When a company has very high debt, and high dividend, don’t select that company for the dividend income strategy. Because management, irrespective of results, can determine to cut the dividend to save cash.
Except for Reit’s, they are obligated to pay out their dividend.
IIPR is having problems with some of their tennants paying and I wouldn’t suggest buying them at this time. It is possible they have to reduce their dividend if some of their tennants claim bankruptcy.
REIT’s are only obligated to pay 90% of the net income, and most REIT’s pay more than 100% of their net income, because the FFO calculation involves D&A (Depreciation and Amortization).
From my REIT investing days (I still time to time buy a few, but one point I had as much as 40% in REIT common and preferred), I had this study which showed the REIT’s that had lower leverage provided overall total return, than the REIT’s with higher leverage.

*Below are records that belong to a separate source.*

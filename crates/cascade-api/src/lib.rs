//! # Cascade API
//!
//! The HTTP surface of the engine: the ad-hoc trigger endpoint, the
//! approval web form endpoints that resume suspended runs, and a liveness
//! probe. Handlers share an [`state::AppState`] carrying the module
//! registry, the approval manager, and the engine configuration.

pub mod adhoc;
pub mod health;
pub mod startup;
pub mod state;
pub mod webform;

pub use startup::{configure, spawn_expiry_ticker};
pub use state::AppState;

#[cfg(test)]
mod tests {
    use std::sync::Arc;
    use std::time::Duration;

    use actix_web::{test, web, App};
    use serde_json::{json, Value};
    use uuid::Uuid;

    use cascade_core::approvals::ApprovalManager;
    use cascade_core::config::EngineConfig;
    use cascade_core::testing::recording_registry;

    use super::*;

    fn app_state() -> web::Data<AppState> {
        let (registry, _) = recording_registry("echo", &[("say", vec![("value", true)])]);
        web::Data::new(AppState::new(
            Arc::new(registry),
            Arc::new(ApprovalManager::new()),
            Arc::new(EngineConfig::default()),
        ))
    }

    #[actix_web::test]
    async fn adhoc_trigger_starts_a_run_and_reports_status() {
        let state = app_state();
        let app = test::init_service(
            App::new()
                .app_data(state.clone())
                .configure(startup::configure),
        )
        .await;

        let request = test::TestRequest::post()
            .uri("/api/adhoc")
            .set_json(json!({
                "workflow": {
                    "name": "demo",
                    "trigger": {"type": "ad-hoc"},
                    "steps": [
                        {"id": "greet", "action": "echo.say", "input": {"value": "hi"}}
                    ]
                },
                "payload": {"user": "ada"}
            }))
            .to_request();
        let body: Value = test::call_and_read_body_json(&app, request).await;
        let uid: Uuid = serde_json::from_value(body["workflow_uid"].clone()).unwrap();

        // The spawned run is short; poll its status record briefly.
        let mut state_body = Value::Null;
        for _ in 0..50 {
            let request = test::TestRequest::get()
                .uri(&format!("/api/adhoc/{}", uid))
                .to_request();
            state_body = test::call_and_read_body_json(&app, request).await;
            if state_body["state"] != json!("running") {
                break;
            }
            tokio::time::sleep(Duration::from_millis(10)).await;
        }
        assert_eq!(state_body["state"], json!("succeeded"));
        assert_eq!(state_body["workflow"], json!("demo"));
    }

    #[actix_web::test]
    async fn invalid_documents_are_rejected_with_400() {
        let state = app_state();
        let app = test::init_service(
            App::new()
                .app_data(state.clone())
                .configure(startup::configure),
        )
        .await;

        let request = test::TestRequest::post()
            .uri("/api/adhoc")
            .set_json(json!({
                "workflow": {
                    "name": "demo",
                    "trigger": {"type": "ad-hoc"},
                    "steps": [
                        {"id": "dup", "action": "echo.say"},
                        {"id": "dup", "action": "echo.say"}
                    ]
                }
            }))
            .to_request();
        let response = test::call_service(&app, request).await;
        assert_eq!(response.status(), actix_web::http::StatusCode::BAD_REQUEST);
    }

    #[actix_web::test]
    async fn webform_endpoints_map_ticket_states_to_status_codes() {
        let state = app_state();
        let app = test::init_service(
            App::new()
                .app_data(state.clone())
                .configure(startup::configure),
        )
        .await;

        // Unknown uid: 404 on both verbs.
        let unknown = Uuid::new_v4();
        let request = test::TestRequest::get()
            .uri(&format!("/webform/{}", unknown))
            .to_request();
        assert_eq!(
            test::call_service(&app, request).await.status(),
            actix_web::http::StatusCode::NOT_FOUND
        );

        // A pending ticket serves its form and accepts one submission.
        let uid = Uuid::new_v4();
        let (_, _receiver) = state
            .approvals
            .create(uid, "wf", "gate", json!({"fields": ["choice"]}), vec![], None)
            .unwrap();

        let request = test::TestRequest::get()
            .uri(&format!("/webform/{}", uid))
            .to_request();
        let body: Value = test::call_and_read_body_json(&app, request).await;
        assert_eq!(body["form"]["fields"][0], json!("choice"));

        let request = test::TestRequest::post()
            .uri(&format!("/webform/{}", uid))
            .set_json(json!({"choice": "approve"}))
            .to_request();
        let body: Value = test::call_and_read_body_json(&app, request).await;
        assert_eq!(body["accepted"], json!(true));

        // Resubmission: 409 with the stored result unchanged.
        let request = test::TestRequest::post()
            .uri(&format!("/webform/{}", uid))
            .set_json(json!({"choice": "reject"}))
            .to_request();
        let response = test::call_service(&app, request).await;
        assert_eq!(response.status(), actix_web::http::StatusCode::CONFLICT);
        let body: Value = test::read_body_json(response).await;
        assert_eq!(body["result"]["choice"], json!("approve"));

        // Expired ticket: 410.
        let expired_uid = Uuid::new_v4();
        let (_, _rx) = state
            .approvals
            .create(expired_uid, "wf", "gate", json!({}), vec![], Some(0.0))
            .unwrap();
        state.approvals.expire_due();
        let request = test::TestRequest::post()
            .uri(&format!("/webform/{}", expired_uid))
            .set_json(json!({}))
            .to_request();
        assert_eq!(
            test::call_service(&app, request).await.status(),
            actix_web::http::StatusCode::GONE
        );
    }
}
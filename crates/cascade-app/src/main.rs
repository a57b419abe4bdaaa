use std::sync::Arc;
use std::time::Duration;

use actix_cors::Cors;
use actix_web::{middleware, web, App, HttpServer};
use dotenvy::dotenv;
use tracing::info;
use tracing_subscriber::EnvFilter;

use cascade_api::{configure, spawn_expiry_ticker, AppState};
use cascade_core::approvals::ApprovalManager;
use cascade_core::config::EngineConfig;

const EXPIRY_SWEEP_INTERVAL: Duration = Duration::from_secs(15);

#[actix_web::main]
async fn main() -> std::io::Result<()> {
    // Load environment variables from .env file
    dotenv().ok();

    tracing_subscriber::fmt()
        .with_env_filter(EnvFilter::try_from_default_env().unwrap_or_else(|_| "info".into()))
        .init();

    let config = EngineConfig::from_env()
        .and_then(|config| config.validate().map(|()| config))
        .map_err(|e| std::io::Error::new(std::io::ErrorKind::InvalidInput, e.to_string()))?;
    let config = Arc::new(config);

    let mut registry = cascade_modules::builtin_registry()
        .map_err(|e| std::io::Error::new(std::io::ErrorKind::InvalidInput, e.to_string()))?;
    let discovered = registry
        .discover(&config.modules_dir)
        .map_err(|e| std::io::Error::new(std::io::ErrorKind::InvalidInput, e.to_string()))?;
    info!(
        modules = registry.module_names().len(),
        discovered, "module registry initialized"
    );

    let approvals = Arc::new(ApprovalManager::new());
    spawn_expiry_ticker(approvals.clone(), EXPIRY_SWEEP_INTERVAL);

    let state = web::Data::new(AppState::new(
        Arc::new(registry),
        approvals,
        config.clone(),
    ));

    let bind = (config.server.host.clone(), config.server.port);
    info!(host = %bind.0, port = bind.1, "starting server");

    HttpServer::new(move || {
        let cors = Cors::default()
            .allow_any_origin()
            .allow_any_method()
            .allow_any_header()
            .max_age(3600);

        App::new()
            .app_data(state.clone())
            .wrap(middleware::Logger::default())
            .wrap(cors)
            .configure(configure)
    })
    .bind(bind)?
    .run()
    .await
}
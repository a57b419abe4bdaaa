//! # Cascade Core
//!
//! The core of the Cascade workflow automation engine: a declarative
//! runtime that executes the ordered steps of a YAML workflow document,
//! routes results through a shared per-run context, resolves `${...}`
//! references between steps, dispatches actions to modules discovered via
//! manifests, suspends on human-approval gates, and delegates subtrees of
//! work to workflows hosted in remote repositories.
//!
//! ## Core Concepts
//!
//! - **[`WorkflowDocument`]** — the immutable, validated form of a
//!   workflow YAML file
//! - **[`WorkflowEngine`]** — one run: the cooperative step loop
//! - **[`Context`]** — per-run key/value state, written only by the engine
//! - **[`ModuleRegistry`]** — manifests plus build-time factories, and the
//!   dispatch contract
//! - **[`ApprovalManager`]** — uid-indexed suspension store shared across
//!   runs
//! - **[`RemoteDelegator`]** — clone-and-run for delegated workflows
//!
//! ## Example
//!
//! ```rust,no_run
//! use std::sync::Arc;
//! use cascade_core::prelude::*;
//!
//! # async fn demo(registry: Arc<ModuleRegistry>) -> Result<()> {
//! let document = WorkflowDocument::from_yaml_str(r#"
//! workflow:
//!   name: hello
//!   trigger: {type: ad-hoc}
//!   steps:
//!     - {id: greet, action: echo.say, input: {value: "hello"}}
//! "#)?;
//!
//! let approvals = Arc::new(ApprovalManager::new());
//! let config = Arc::new(EngineConfig::default());
//! let engine = WorkflowEngine::new(
//!     document,
//!     serde_json::json!({"user": "ada"}),
//!     registry,
//!     approvals,
//!     config,
//! )?;
//! let outcome = engine.run().await?;
//! # Ok(())
//! # }
//! ```

pub mod approvals;
pub mod config;
pub mod context;
pub mod delegate;
pub mod document;
pub mod engine;
pub mod error;
pub mod matching;
pub mod modules;
pub mod registry;
pub mod result;
pub mod testing;

pub use approvals::{ApprovalManager, ApprovalOutcome, ApprovalState, ApprovalTicket, SubmitOutcome};
pub use config::EngineConfig;
pub use context::Context;
pub use delegate::{DelegateSpec, RemoteDelegator};
pub use document::{Step, StepKind, Trigger, WorkflowDocument};
pub use engine::{RunStatus, WorkflowEngine, WorkflowOutcome};
pub use error::{EngineError, Result};
pub use modules::{CallContext, ModuleFactory, WorkflowModule};
pub use registry::{ModuleManifest, ModuleRegistry};
pub use result::{StepResult, StepStatus};

/// Current version of the engine core.
pub const VERSION: &str = env!("CARGO_PKG_VERSION");

/// Prelude module for common imports.
pub mod prelude {
    pub use crate::{
        ApprovalManager, CallContext, Context, EngineConfig, EngineError, ModuleFactory,
        ModuleManifest, ModuleRegistry, Result, RunStatus, Step, StepResult, StepStatus,
        WorkflowDocument, WorkflowEngine, WorkflowModule, WorkflowOutcome,
    };
    pub use async_trait::async_trait;
    pub use serde_json::{json, Value};
    pub use uuid::Uuid;
}
//! Liveness endpoint.

use actix_web::HttpResponse;
use serde_json::json;

pub async fn health() -> HttpResponse {
    HttpResponse::Ok().json(json!({
        "status": "healthy",
        "version": cascade_core::VERSION,
    }))
}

Higher dividend yield means higher risk, alternatively, even when risk is not above average, then you are not getting any growth, for ex, like $VZ. That’s why you should focus on total return. Don’t just focus on dividend alone.
I generally don’t invest in companies for the Dividend, I invest in the growth. The reason I was in IIPR was because at one time it had great growth and I made some good money off of it. But when it started slowing down I was out. If you want to understand Reit’s better get Ralph Block’s book. It explains it all but he liked AFFO over FFO.